I didn’t want the pain to define me and make my walk less rewarding. I wanted to keep it separate. On a previous walk I found when I shifted the focus from the pain and paid attention to the beauty around me, things changed. It wasn’t that the pain went away, it just wasn’t my focus.

So, on this walk, I tried something similar and found myself feeling connected to the trees, the mountains, the sky and felt a moment of peace. In doing so, I wondered if it’s okay to connect with all the beauty while trying to disconnect from the pain—might the pain also contain beauty in its own way?

This created a different shift. I began looking at the experience and embracing it all, including the pain. I saw how there was compassion toward the pain and the change in paths to avoid hills that made it worse. I noticed gratitude toward my body for all that it has endured and its amazing ability to keep going.

As I began looking at it differently, I pondered why I kept coming on these walks when it was painful to do so. I wondered why I couldn’t do the same thing in other areas of my life—just take one step forward at a time even when there was pain or resistance to do so.

Later, as I sat in front of my laptop, overwhelmed by the growing list of all I needed to do, I felt paralyzed. I didn’t know what step to take. My overwhelm was filled with uncertainty and fear and the shame of feeling like a failure. I didn’t want to sit with those emotions. So, like many times before, I just wanted to turn to food or other coping behaviors that gave me a moment of escape.

Then I thought about my walk. I knew what would help most was getting organized again with my emails. That alone felt like a daunting project … until I began to see it as just another walk around the park. Each email was just one step. While the step may feel painful, I knew I could stop at any time to rest.

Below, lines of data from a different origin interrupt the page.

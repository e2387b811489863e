// SPDX-FileCopyrightText: 2026 Cadence Contributors
// SPDX-License-Identifier: MIT OR Apache-2.0

//! The coordination loop: tick processing and the run loop.

use std::sync::Arc;
use std::time::Duration as StdDuration;

use arc_swap::ArcSwap;
use cadence_config::model::{CadenceConfig, OrchestratorConfig};
use cadence_core::{
    CadenceError, ConversationState, FollowUpEntry, Lead, LeadId, LeadPatch, NurtureStore,
    OperatingMode, Task, TaskId, TaskStatus,
};
use cadence_fatigue::FatigueController;
use cadence_scheduler::FollowUpScheduler;
use cadence_strategy::StrategySelector;
use cadence_timing::{Candidate, PresenceMonitor, TimingRecommender};
use chrono::{DateTime, Utc};
use serde::Serialize;
use tokio::sync::{mpsc, Mutex, Semaphore};
use tokio::time::MissedTickBehavior;
use tokio_util::sync::CancellationToken;
use tokio_util::task::TaskTracker;
use tracing::{debug, error, info, trace, warn};

use crate::collaborators::Collaborators;
use crate::events::OrchestratorEvent;
use crate::execution::Job;
use crate::locks::LeadLocks;
use crate::reasons;
use crate::shutdown::DRAIN_TIMEOUT;

pub(crate) struct Inner {
    pub(crate) config: OrchestratorConfig,
    pub(crate) store: Arc<dyn NurtureStore>,
    pub(crate) collaborators: Collaborators,
    pub(crate) scheduler: FollowUpScheduler,
    pub(crate) fatigue: FatigueController,
    pub(crate) recommender: TimingRecommender,
    pub(crate) selector: StrategySelector,
    pub(crate) presence: Mutex<PresenceMonitor>,
    pub(crate) locks: LeadLocks,
    pub(crate) mode: ArcSwap<OperatingMode>,
    pub(crate) workers: Arc<Semaphore>,
    pub(crate) tracker: TaskTracker,
}

/// Drives every lead's follow-up lifecycle.
///
/// Cheap to clone; clones share all state.
#[derive(Clone)]
pub struct Orchestrator {
    pub(crate) inner: Arc<Inner>,
}

/// What happened to one claimed entry.
#[derive(Debug, Clone, PartialEq, Eq)]
pub enum EntryOutcome {
    /// A task was created and handed to the worker pool.
    Dispatched(TaskId),
    /// The entry was skipped with a reason.
    Skipped(String),
    /// Timing moved the follow-up to a better moment.
    Rescheduled(DateTime<Utc>),
}

/// Counters for one tick.
#[derive(Debug, Clone, Default, PartialEq, Eq, Serialize)]
pub struct TickReport {
    pub expired: usize,
    pub claimed: usize,
    pub dispatched: usize,
    pub skipped: usize,
    pub rescheduled: usize,
    pub errors: usize,
}

impl Orchestrator {
    pub fn new(
        config: &CadenceConfig,
        store: Arc<dyn NurtureStore>,
        collaborators: Collaborators,
    ) -> Self {
        let orchestrator = &config.orchestrator;
        info!(
            agent_name = config.agent.name.as_str(),
            mode = %orchestrator.mode,
            workers = orchestrator.worker_concurrency,
            "orchestrator initialized"
        );

        Self {
            inner: Arc::new(Inner {
                config: orchestrator.clone(),
                scheduler: FollowUpScheduler::new(Arc::clone(&store)),
                fatigue: FatigueController::new(&config.fatigue, Arc::clone(&store)),
                recommender: TimingRecommender::new(&config.timing),
                selector: StrategySelector::new(&config.strategy),
                presence: Mutex::new(PresenceMonitor::new(&config.timing)),
                locks: LeadLocks::default(),
                mode: ArcSwap::from_pointee(orchestrator.mode),
                workers: Arc::new(Semaphore::new(orchestrator.worker_concurrency.max(1))),
                tracker: TaskTracker::new(),
                store,
                collaborators,
            }),
        }
    }

    /// Run one scheduling pass at `now`.
    ///
    /// Expires stale confirmations, then claims at most
    /// `max_entries_per_tick` due entries. The rest wait for the next tick.
    pub async fn tick(&self, now: DateTime<Utc>) -> Result<TickReport, CadenceError> {
        let mut report = TickReport {
            expired: self.expire_confirmations(now).await?,
            ..TickReport::default()
        };

        let entries = self
            .inner
            .scheduler
            .due_entries(now, self.inner.config.max_entries_per_tick)
            .await?;
        report.claimed = entries.len();

        for entry in entries {
            match self.process_entry(&entry, now).await {
                Ok(EntryOutcome::Dispatched(_)) => report.dispatched += 1,
                Ok(EntryOutcome::Skipped(_)) => report.skipped += 1,
                Ok(EntryOutcome::Rescheduled(_)) => report.rescheduled += 1,
                Err(err) => {
                    report.errors += 1;
                    self.abandon_entry(&entry, &err, now).await;
                }
            }
        }

        let held_locks = self.inner.locks.prune();
        let (dropped_peers, peers) = {
            let mut presence = self.inner.presence.lock().await;
            (presence.prune(now), presence.peer_count())
        };
        trace!(held_locks, dropped_peers, peers, "idle per-lead state pruned");

        if report.claimed > 0 || report.expired > 0 {
            info!(
                claimed = report.claimed,
                dispatched = report.dispatched,
                skipped = report.skipped,
                rescheduled = report.rescheduled,
                expired = report.expired,
                errors = report.errors,
                "tick complete"
            );
        } else {
            debug!("tick complete, nothing due");
        }
        Ok(report)
    }

    /// Decide what to do with one claimed (ready) entry.
    pub(crate) async fn process_entry(
        &self,
        entry: &FollowUpEntry,
        now: DateTime<Utc>,
    ) -> Result<EntryOutcome, CadenceError> {
        let inner = &self.inner;
        let _guard = inner.locks.lock(&entry.lead_id).await;

        let Some(lead) = inner.collaborators.leads.get(&entry.lead_id).await? else {
            return self.skip_entry(entry, reasons::LEAD_NOT_FOUND, now).await;
        };
        if !lead.nurturing_active() {
            return self.skip_entry(entry, reasons::NURTURING_DISABLED, now).await;
        }
        let conversation = self.conversation(&lead.id).await?;
        if conversation.halted_reason.is_some() {
            return self.skip_entry(entry, reasons::LEAD_HALTED, now).await;
        }
        if inner.store.active_task_for_lead(&lead.id).await?.is_some() {
            return self.skip_entry(entry, reasons::TASK_IN_FLIGHT, now).await;
        }

        let fatigue = inner.fatigue.evaluate(&lead, now).await?;
        if !fatigue.contactable {
            let reason = fatigue
                .reason
                .unwrap_or_else(|| reasons::NOT_CONTACTABLE.into());
            let outcome = self.skip_entry(entry, &reason, now).await?;
            // Paused, not dropped: the follow-up comes back once allowed.
            if let Some(next) = fatigue.next_allowed_at {
                inner
                    .scheduler
                    .re_arm(&lead.id, entry.conversation_type, next, now)
                    .await?;
                self.sync_next_follow_up(&lead.id).await?;
            }
            return Ok(outcome);
        }

        let Some(decision) = inner.selector.select_for_lead(&lead, &conversation, now) else {
            return self.skip_entry(entry, reasons::CHANNEL_NOT_ALLOWED, now).await;
        };

        if !decision.urgent
            && entry.reschedule_count < inner.config.max_reschedules
            && let Some(better) = self.better_time(&lead, now).await
        {
            inner.scheduler.reschedule(&entry.id, better.at, now).await?;
            self.sync_next_follow_up(&lead.id).await?;
            info!(
                lead_id = %lead.id,
                entry_id = %entry.id,
                rescheduled_to = %better.at,
                confidence = better.confidence,
                "follow-up deferred to a better time"
            );
            return Ok(EntryOutcome::Rescheduled(better.at));
        }

        let mut task = Task::new(
            entry,
            decision.conversation_type,
            decision.topic_hint,
            decision.urgent,
            now,
        );
        task.status = TaskStatus::Ready;
        inner.store.insert_task(&task).await?;

        let job = match self.mode() {
            OperatingMode::Auto => Job::Send,
            OperatingMode::SemiAuto => Job::Prepare,
        };
        info!(
            lead_id = %lead.id,
            task_id = %task.id,
            conversation_type = %task.conversation_type,
            topic = task.topic_hint.as_str(),
            urgent = task.urgent,
            rule = %decision.rule,
            "task created"
        );
        self.dispatch(task.id.clone(), job, now);
        Ok(EntryOutcome::Dispatched(task.id))
    }

    /// The recommender's best slot, if it beats "now" by enough to wait for.
    async fn better_time(&self, lead: &Lead, now: DateTime<Utc>) -> Option<Candidate> {
        let inner = &self.inner;
        let offset = inner.recommender.utc_offset_minutes(lead);
        let pattern = inner
            .presence
            .lock()
            .await
            .pattern(&lead.peer_id, offset, now);

        let now_confidence = inner.recommender.now_confidence(lead, &pattern, now);
        let best = inner
            .recommender
            .recommend(lead, &pattern, now)
            .into_iter()
            .next()?;

        (best.at > now && best.confidence - now_confidence >= inner.config.min_confidence_gain)
            .then_some(best)
    }

    async fn skip_entry(
        &self,
        entry: &FollowUpEntry,
        reason: &str,
        now: DateTime<Utc>,
    ) -> Result<EntryOutcome, CadenceError> {
        self.inner.scheduler.skip(&entry.id, reason, now).await?;
        warn!(
            lead_id = %entry.lead_id,
            entry_id = %entry.id,
            reason,
            "follow-up skipped"
        );
        Ok(EntryOutcome::Skipped(reason.to_string()))
    }

    /// Best-effort close of an entry whose processing errored.
    pub(crate) async fn abandon_entry(&self, entry: &FollowUpEntry, err: &CadenceError, now: DateTime<Utc>) {
        error!(
            lead_id = %entry.lead_id,
            entry_id = %entry.id,
            error = %err,
            "failed to process follow-up"
        );
        if let Err(close_err) = self.inner.scheduler.fail(&entry.id, &err.reason(), now).await {
            debug!(entry_id = %entry.id, error = %close_err, "could not close abandoned entry");
        }
    }

    /// Persisted conversation state, or a fresh one.
    pub(crate) async fn conversation(
        &self,
        lead_id: &LeadId,
    ) -> Result<ConversationState, CadenceError> {
        Ok(self
            .inner
            .store
            .get_conversation(lead_id)
            .await?
            .unwrap_or_else(|| ConversationState::new(lead_id.clone())))
    }

    /// Mirror the earliest pending follow-up onto the lead record.
    pub(crate) async fn sync_next_follow_up(&self, lead_id: &LeadId) -> Result<(), CadenceError> {
        let next = self.inner.scheduler.next_follow_up(lead_id).await?;
        let patch = LeadPatch {
            next_follow_up_at: Some(next),
            ..LeadPatch::default()
        };
        match self.inner.collaborators.leads.update(lead_id, patch).await {
            Ok(_) | Err(CadenceError::NotFound { .. }) => Ok(()),
            Err(e) => Err(e),
        }
    }

    pub fn mode(&self) -> OperatingMode {
        **self.inner.mode.load()
    }

    /// Switch between auto and semi-auto.
    ///
    /// Applies to tasks created afterwards. Tasks already awaiting
    /// confirmation keep waiting.
    pub fn set_mode(&self, mode: OperatingMode) {
        let previous = self.inner.mode.swap(Arc::new(mode));
        if *previous != mode {
            info!(from = %previous, to = %mode, "operating mode changed");
        }
    }

    /// Apply one event from the event channel.
    pub async fn handle_event(
        &self,
        event: OrchestratorEvent,
        now: DateTime<Utc>,
    ) -> Result<(), CadenceError> {
        match event {
            OrchestratorEvent::Presence(sample) => {
                self.handle_presence(sample, now).await?;
            }
            OrchestratorEvent::Inbound { lead_id, message } => {
                self.handle_inbound(&lead_id, &message, now).await?;
            }
            OrchestratorEvent::Confirm(task_id) => {
                self.confirm(&task_id, now).await?;
            }
            OrchestratorEvent::SkipTask { task_id, reason } => {
                self.skip_task(&task_id, &reason, now).await?;
            }
            OrchestratorEvent::SetMode(mode) => self.set_mode(mode),
            OrchestratorEvent::StartNurturing(lead_id) => {
                self.start_nurturing(&lead_id, now).await?;
            }
            OrchestratorEvent::DisableNurturing(lead_id) => {
                self.disable_nurturing(&lead_id, now).await?;
            }
            OrchestratorEvent::ClearHalt(lead_id) => {
                self.clear_halt(&lead_id, now).await?;
            }
        }
        Ok(())
    }

    /// Run until `cancel` fires: recover, then tick on the configured
    /// interval and apply events as they arrive.
    pub async fn run(
        &self,
        mut events: mpsc::Receiver<OrchestratorEvent>,
        cancel: CancellationToken,
    ) -> Result<(), CadenceError> {
        let recovered = self.recover(Utc::now()).await?;
        let tick_secs = self.inner.config.tick_interval_secs.max(1);
        let mut interval = tokio::time::interval(StdDuration::from_secs(tick_secs));
        interval.set_missed_tick_behavior(MissedTickBehavior::Delay);

        info!(mode = %self.mode(), tick_secs, recovered, "orchestrator running");

        let mut events_open = true;
        loop {
            tokio::select! {
                _ = cancel.cancelled() => {
                    info!("shutdown signal received, stopping orchestrator");
                    break;
                }
                _ = interval.tick() => {
                    if let Err(e) = self.tick(Utc::now()).await {
                        error!(error = %e, "tick failed");
                    }
                }
                event = events.recv(), if events_open => match event {
                    Some(event) => {
                        if let Err(e) = self.handle_event(event, Utc::now()).await {
                            warn!(error = %e, "event rejected");
                        }
                    }
                    None => {
                        debug!("event channel closed, ticking only");
                        events_open = false;
                    }
                },
            }
        }

        self.shutdown(DRAIN_TIMEOUT).await
    }

    /// Wait for every in-flight worker to finish.
    pub async fn drain(&self) {
        let tracker = &self.inner.tracker;
        tracker.close();
        tracker.wait().await;
        tracker.reopen();
    }

    /// Stop accepting work, wait up to `timeout` for workers, close the store.
    pub async fn shutdown(&self, timeout: StdDuration) -> Result<(), CadenceError> {
        let tracker = &self.inner.tracker;
        tracker.close();
        if tracker.is_empty() {
            info!("no in-flight tasks to drain");
        } else {
            info!(count = tracker.len(), "waiting for in-flight tasks to complete");
            if tokio::time::timeout(timeout, tracker.wait()).await.is_err() {
                warn!(
                    remaining = tracker.len(),
                    "timeout reached, in-flight tasks interrupted"
                );
            }
        }

        self.inner.store.close().await?;
        info!("orchestrator stopped");
        Ok(())
    }
}
// SPDX-FileCopyrightText: 2026 Cadence Contributors
// SPDX-License-Identifier: MIT OR Apache-2.0

//! Configuration loader using Figment for layered config merging.
//!
//! Supports XDG hierarchy: `./cadence.toml` > `~/.config/cadence/cadence.toml` > `/etc/cadence/cadence.toml`
//! with environment variable overrides via `CADENCE_` prefix.

#![allow(clippy::result_large_err)] // figment::Error is external and cannot be boxed without wrapper

use std::path::{Path, PathBuf};

use figment::{
    providers::{Env, Format, Serialized, Toml},
    Figment,
};

use crate::model::CadenceConfig;

/// Top-level sections that environment variables may target.
const SECTIONS: &[&str] = &[
    "agent",
    "storage",
    "orchestrator",
    "fatigue",
    "timing",
    "strategy",
];

pub(crate) const SYSTEM_CONFIG_PATH: &str = "/etc/cadence/cadence.toml";
pub(crate) const LOCAL_CONFIG_PATH: &str = "cadence.toml";

pub(crate) fn user_config_path() -> PathBuf {
    dirs::config_dir()
        .map(|d| d.join("cadence/cadence.toml"))
        .unwrap_or_default()
}

/// Load configuration from the standard XDG hierarchy with env var overrides.
///
/// Merge order (later overrides earlier):
/// 1. Compiled defaults
/// 2. `/etc/cadence/cadence.toml` (system-wide)
/// 3. `~/.config/cadence/cadence.toml` (user XDG config)
/// 4. `./cadence.toml` (local directory)
/// 5. `CADENCE_*` environment variables
pub fn load_config() -> Result<CadenceConfig, figment::Error> {
    build_figment().extract()
}

/// Load configuration from a TOML string only (no XDG lookup, no env).
pub fn load_config_from_str(toml_content: &str) -> Result<CadenceConfig, figment::Error> {
    Figment::new()
        .merge(Serialized::defaults(CadenceConfig::default()))
        .merge(Toml::string(toml_content))
        .extract()
}

/// Load configuration from a specific file path with env var overrides.
pub fn load_config_from_path(path: &Path) -> Result<CadenceConfig, figment::Error> {
    Figment::new()
        .merge(Serialized::defaults(CadenceConfig::default()))
        .merge(Toml::file(path))
        .merge(env_provider())
        .extract()
}

/// Build the Figment used for config loading, before extraction.
pub fn build_figment() -> Figment {
    Figment::new()
        .merge(Serialized::defaults(CadenceConfig::default()))
        .merge(Toml::file(SYSTEM_CONFIG_PATH))
        .merge(Toml::file(user_config_path()))
        .merge(Toml::file(LOCAL_CONFIG_PATH))
        .merge(env_provider())
}

/// Map a lowercased, prefix-stripped env key to a dotted config path.
///
/// Only the leading section name is split off, so `orchestrator_max_attempts`
/// maps to `orchestrator.max_attempts`, not `orchestrator.max.attempts`.
pub(crate) fn map_env_key(key: &str) -> String {
    for section in SECTIONS {
        if let Some(rest) = key
            .strip_prefix(section)
            .and_then(|rest| rest.strip_prefix('_'))
        {
            return format!("{section}.{rest}");
        }
    }
    key.to_string()
}

fn env_provider() -> Env {
    Env::prefixed("CADENCE_").map(|key| map_env_key(key.as_str()).into())
}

It was amazing to feel the shift inside. It wasn’t that my enormous load of emails went away, but the story around it changed and I immediately got to work. With each email, I reminded myself it was one step and quickly took care of it. Or I assigned it as a task to deal with later, knowing I didn’t have to stress about it now. After an hour, I had made it a quarter of the way on my email walk, and I felt very happy.

I share all this because I need the reminder—that the uncertainty I feel right now is just another walk around the park. Yes, it’s filled with pain, fear, and the “what ifs” that surface when the future feels unknown. Nothing has changed, and it’s okay to feel all of it.

And yet I am learning that sitting with uncertainty—rather than trying to outrun it—creates far less suffering than I expected. Not because the pain disappears or the unknowns resolve themselves, but because one step forward is always available. And then another.